3.3. Optimizing radiotherapy

Efforts have been made to investigate whether an adjusted radiotherapy method could further improve survival. A retrospective study applied dose-escalated radiotherapy (70 Gy/35) plus standard concomitant and adjuvant TMZ and proved that it significantly prolonged the OS and PFS of umMGMT patients. The median OS increased from 8 months to 14 months, and PFS increased from 5 months to 9 months. This study was the first to moderately escalate radiation specifically in patients with umMGMT and was confirmed effective [38]. A recent meta-analysis reported that dose-escalated radiotherapy exceeded the effect of standard radiotherapy alone [39]. However, when combined with temozolomide, the superiority was insignificant.

Dose-escalated radiotherapy was also co-registered with positron emission tomography (PET) to better delineate the target volume. A prospective phase II clinical trial utilized 3,4-dihydroxy-6-[18F]-fluoro-L-phenylalanine (18F-DOPA) PET guided dose-escalated radiotherapy(51~60~76 Gy/30)[40]. In umMGMT patients, 6-months PFS (PFS-6) reached 79.5% (primary end-point set at 75%) and PFS was 8.7 months compared to the historical control of 6.6 months.

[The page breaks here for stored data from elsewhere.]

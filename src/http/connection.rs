use std::sync::Arc;
use std::time::Duration;

use anyhow::Context;
use tokio::io::{AsyncBufRead, AsyncBufReadExt, AsyncRead, AsyncReadExt, AsyncWrite, AsyncWriteExt, BufReader};
use tokio::net::TcpStream;
use tokio::time::timeout;
use tracing::{debug, info};

use crate::config::ServerConfig;
use crate::http::parser::parse_request_line;
use crate::http::writer;

/// Cap and window for consuming unread request bytes before closing.
/// Clients usually send headers the server never reads; leaving them in the
/// receive buffer turns the close into a reset that can discard the
/// in-flight response.
const DRAIN_LIMIT: usize = 8 * 1024;
const DRAIN_WINDOW: Duration = Duration::from_millis(100);

/// Handles one accepted connection end-to-end: exactly one request line is
/// read, one response is written, and the stream is shut down on every path.
pub struct Connection {
    stream: TcpStream,
    config: Arc<ServerConfig>,
}

impl Connection {
    pub fn new(stream: TcpStream, config: Arc<ServerConfig>) -> Self {
        Self { stream, config }
    }

    /// Serves the connection, then closes it regardless of outcome.
    ///
    /// Errors returned here are for the caller's log line only; no error
    /// reply is ever written to the client.
    pub async fn serve(mut self) -> anyhow::Result<()> {
        let result = self.handle().await;
        let _ = self.stream.shutdown().await;
        result
    }

    async fn handle(&mut self) -> anyhow::Result<()> {
        let (read_half, mut write_half) = self.stream.split();
        let mut reader = BufReader::new(read_half);

        let result = exchange(&mut reader, &mut write_half, &self.config).await;

        drain(&mut reader).await;

        result
    }
}

/// Reads the request line under the configured deadline, parses it, and
/// writes the response. A silent client must not park a worker forever.
async fn exchange<R, W>(
    reader: &mut R,
    out: &mut W,
    config: &ServerConfig,
) -> anyhow::Result<()>
where
    R: AsyncBufRead + Unpin,
    W: AsyncWrite + Unpin,
{
    let mut line = String::new();
    let bytes_read = timeout(config.read_timeout(), reader.read_line(&mut line))
        .await
        .context("timed out waiting for request line")??;

    if bytes_read == 0 {
        debug!("client closed before sending a request");
        return Ok(());
    }

    let request = match parse_request_line(line.trim_end()) {
        Ok(request) => request,
        Err(e) => {
            // Degrade by silence: no reply, just close.
            debug!(error = %e, "malformed request, closing without a reply");
            return Ok(());
        }
    };

    info!(
        method = request.method.as_str(),
        path = %request.path,
        "handling request"
    );

    writer::write_response(out, &request, config).await?;

    Ok(())
}

/// Best-effort read of whatever the client already sent, bounded in both
/// bytes and time, so the socket closes with a clean FIN.
async fn drain<R>(reader: &mut R)
where
    R: AsyncRead + Unpin,
{
    let mut scratch = [0u8; 1024];
    let mut drained = 0;

    while drained < DRAIN_LIMIT {
        match timeout(DRAIN_WINDOW, reader.read(&mut scratch)).await {
            Ok(Ok(0)) => break,
            Ok(Ok(n)) => drained += n,
            _ => break,
        }
    }
}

Among all nGBM patients, elderly patients appear to rely more on radiotherapy, since elderly patients are likely to be more sensitive to the toxicity of intensive chemotherapy. The phase III NOA-08 trial suggested that the event-free survival (EFS) was longer in elderly umMGMT patients treated with radiotherapy alone than in patients treated with TMZ alone (100 mg/m2) [14,41]. And the OS of radiotherapy alone was no worse than TMZ alone. A meta-analysis suggested that radiotherapy alone was associated with a longer OS. Moreover, TMZ alone was associated with increased side effects in patients with umMGMT.

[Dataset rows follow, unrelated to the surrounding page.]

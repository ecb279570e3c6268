use std::io;
use thiserror::Error;

/// Fatal errors that prevent the server from starting.
///
/// Per-connection failures are never represented here: a malformed request
/// or mid-response I/O error is contained in that connection's handler and
/// logged, not surfaced to the caller.
#[derive(Debug, Error)]
pub enum ServerError {
    /// Bad port or content root supplied at construction time.
    #[error("invalid configuration: {0}")]
    InvalidConfiguration(String),

    /// The listening port could not be bound.
    #[error("failed to bind port {port}")]
    Bind {
        port: u16,
        #[source]
        source: io::Error,
    },
}
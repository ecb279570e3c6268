use filament::config::ServerConfig;
use filament::server::listener::Listener;
use tracing::info;

#[tokio::main]
async fn main() -> anyhow::Result<()> {
    tracing_subscriber::fmt()
        .with_target(false)
        .with_level(true)
        .init();

    let config = ServerConfig::from_args(std::env::args().skip(1))?;
    info!("content root is {}", config.content_root().display());

    let listener = Listener::bind(config).await?;
    info!("listening on {}", listener.local_addr()?);

    let handle = listener.start();

    tokio::signal::ctrl_c().await?;
    info!("Shutdown signal received");

    handle.stop();
    handle.stopped().await;

    Ok(())
}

One of the purposes of hypofractionated radiotherapy is to reduce the number of hospital visits and avoid drop-out due to deterioration or disease progression. A phase III trial, the Nordic trial, compared TMZ alone, hypofractionated radiotherapy (34 Gy/10) and standard radiotherapy [13]. Patients generally responded better to TMZ alone and hypofractionated radiotherapy. The treatment effect of hypofractionated radiotherapy was independent of the MGMT methylation status. Therefore, for patients with umMGMT, hypofractionated radiotherapy might be considered prior to TMZ treatment. Another phase III trial used hypofractionated radiation (40 Gy/15) plus concomitant and adjuvant TMZ [37]. Hypofractionated radiotherapy plus TMZ was proven to be more effective than radiotherapy alone. The OS was 10.0 months compared with 7.9 months in umMGMT patients. This study illustrated that the addition of TMZ to radiation is, although less effective, still beneficial for elderly patients, even with a reduced overall radiation dose.

In summary, for adult umMGMT patients, radiotherapy plus concomitant and adjuvant TMZ was still more effective than radiotherapy alone. For patients older than 65 years of age, hypofractionated radiotherapy plus TMZ is an available choice. If one of the schedules must be eliminated from the plan, umMGMT patients should choose radiotherapy alone first, while mMGMT patients should consider otherwise.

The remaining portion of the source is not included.